So you want to take pictures! Not just pictures, but really good pictures.

You’ll need a DSLR and a lens. (Not sure which one to get? My advice is to save money and get an older DSLR and splurge on a really awesome lens or two. I have a Canon T3i. I’ll explain lenses and which ones to use when in another post.)

This last quarter at school I watched myself and my classmates improve tremendously as photographers, just from learning to successfully switch from the Automatic mode to Manual.

The very first thing I want to stress to you is to start thinking of photographs as “light formed images.” Lighting is everything and you, as the photographer, are going to learn how to use it!

There are so many ways to make lighting work for you. Even with good lighting, if you don’t know how to use your camera, it can be a total flop. And with the right knowledge, you can take a great photo with not-so-great lighting!

I remember at one point before learning how to use my camera, I switched around settings and my screen was WHITE for weeks. Seriously!

Let me say it again, lighting is everything.

So there are some numbers involved in here, but don’t let that discourage you.

The exposure of your image is controlled by the aperture and shutter speed and the iso. 

The aperture is a fancy name for the size of the lens opening. We measure this with f-stops. If you want more light in your image, you’ll select a larger f-stop and a smaller f-stop to let less light in. Here’s the confusing part: The numbers seem a little backwards.

An example of this: f22 would be a small opening, where f1.4 would be a large opening.

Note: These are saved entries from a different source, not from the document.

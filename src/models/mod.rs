pub mod credential;
pub mod did;
pub mod verification;
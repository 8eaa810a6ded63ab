// src/models/did.rs
//! Session identity derived from a wallet account.
//!
//! The identifier follows DID syntax but is not resolvable: the method is a
//! fixed placeholder and the method-specific id is the wallet address itself.

use serde::{Deserialize, Serialize};
use std::fmt;

/// Default placeholder method used in `did:<method>:<address>`.
pub const DEFAULT_DID_METHOD: &str = "w3bstitch";

/// A pseudo-DID bound to the wallet account that controls signing.
///
/// # DID Format
/// ```text
/// did:<method>:<address>
/// ```
/// Everything after the second `:` is the address, so addresses that contain
/// `:` themselves survive parsing intact.
#[derive(Debug, Clone, PartialEq, Eq, Hash, Serialize, Deserialize)]
#[serde(transparent)]
pub struct Identity(String);

impl Identity {
    /// Derives the identity for a wallet address under `method`.
    pub fn from_address(method: &str, address: &str) -> Self {
        Identity(format!("did:{}:{}", method, address))
    }

    /// Parses a `did:<method>:<address>` string.
    ///
    /// # Returns
    /// `None` unless the scheme is `did` and both method and address are non-empty.
    pub fn parse(value: &str) -> Option<Self> {
        let mut parts = value.splitn(3, ':');
        match (parts.next(), parts.next(), parts.next()) {
            (Some("did"), Some(method), Some(address)) if !method.is_empty() && !address.is_empty() => {
                Some(Identity(value.to_string()))
            }
            _ => None,
        }
    }

    pub fn method(&self) -> &str {
        self.0.splitn(3, ':').nth(1).unwrap_or_default()
    }

    /// The wallet account address this identity signs with.
    pub fn address(&self) -> &str {
        self.0.splitn(3, ':').nth(2).unwrap_or_default()
    }

    pub fn as_str(&self) -> &str {
        &self.0
    }
}

impl fmt::Display for Identity {
    fn fmt(&self, f: &mut fmt::Formatter<'_>) -> fmt::Result {
        f.write_str(&self.0)
    }
}

#[cfg(test)]
mod tests {
    use super::*;

    #[test]
    fn test_from_address() {
        let id = Identity::from_address(DEFAULT_DID_METHOD, "5F3sa2TJAWMqDhXG6jhV4N8ko9SxwGy8TpaNS1repo5EYjQX");
        assert_eq!(id.as_str(), "did:w3bstitch:5F3sa2TJAWMqDhXG6jhV4N8ko9SxwGy8TpaNS1repo5EYjQX");
        assert_eq!(id.method(), "w3bstitch");
        assert_eq!(id.address(), "5F3sa2TJAWMqDhXG6jhV4N8ko9SxwGy8TpaNS1repo5EYjQX");
    }

    #[test]
    fn test_parse_keeps_colons_in_address() {
        let id = Identity::parse("did:w3bstitch:eip155:1:0xabc").unwrap();
        assert_eq!(id.address(), "eip155:1:0xabc");
    }

    #[test]
    fn test_parse_rejects_non_did() {
        assert!(Identity::parse("").is_none());
        assert!(Identity::parse("did:w3bstitch").is_none());
        assert!(Identity::parse("did::0xabc").is_none());
        assert!(Identity::parse("urn:w3bstitch:0xabc").is_none());
    }
}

Lenses_with_different_apetures.jpg

These apertures (f-stops) also control the depth of field. So the smaller the f-stop (f22) the greater the depth of field (the more in focus). And the larger th f-stop (f1.4) would have less in focus.

 

Now for shutter speeds! This allows us to control the motion and movement that the camera captures. These are most commonly measured in fractions of seconds

slower  1/2   1/4   1/8   1/15   1/30   1/60   1/125   1/250   1/500   1/1000  faster 

but it’s also possibly to leave the lens open for extended amounts of times (like 30 seconds!) to create scenes like this.

Let’s say you want to capture someone jumping in the air, you’ll need a really quick shutter speed. But this let’s in less light, since the shutter is only open for a tiny fraction of a second. So we have to manipulate the settings on our camera in order to get the image we want.

So if you need to use a faster shutter speed, but still have the same amount of light, you’ll need to use a larger f-stop (Remember: not a larger number, but instead a larger opening). If you need to use a slower shutter speed, you’ll need a smaller f-stop.

There are different ways to manipulate your camera to have the same amount of light called equivalent exposures, but the options you choose will be made depending on what you want in focus and how much movement you would like to show.

Quick Recap: To keep the same exposure, if you change the f-stop to a larger opening, you’ll need a faster shutter speed. If you change the f-stop to a smaller opening, you’ll need a slower shutter speed.

The ISO is the sensitivity of the sensor. The larger the ISO, the “faster” it is. That really just means it’s more sensitive to light. So you’d use a high ISO in low light. And put this same practice in reverse, the “slower” and lower number means it’s less sensitive to light. So, this is what you would use in bright light (like the outdoors). You always want to use the lowest ISO you can get away with, the quality of your photo will come out better. A high ISO is what makes your photo more likely to have “noise” or that fuzzy look when you take photos in low light.

And now you’re one step closer to becoming a photographer! Practice practice practice! I remember learning this and thinking “huh???” But after I starting putting these things into practice, I had an “Aha!” moment and it’s been smooth sailing from there.

You CAN do it!

If you’d like to check out my photography, head on over to maphotographics.myportfolio.com!

Don’t quit your daydream!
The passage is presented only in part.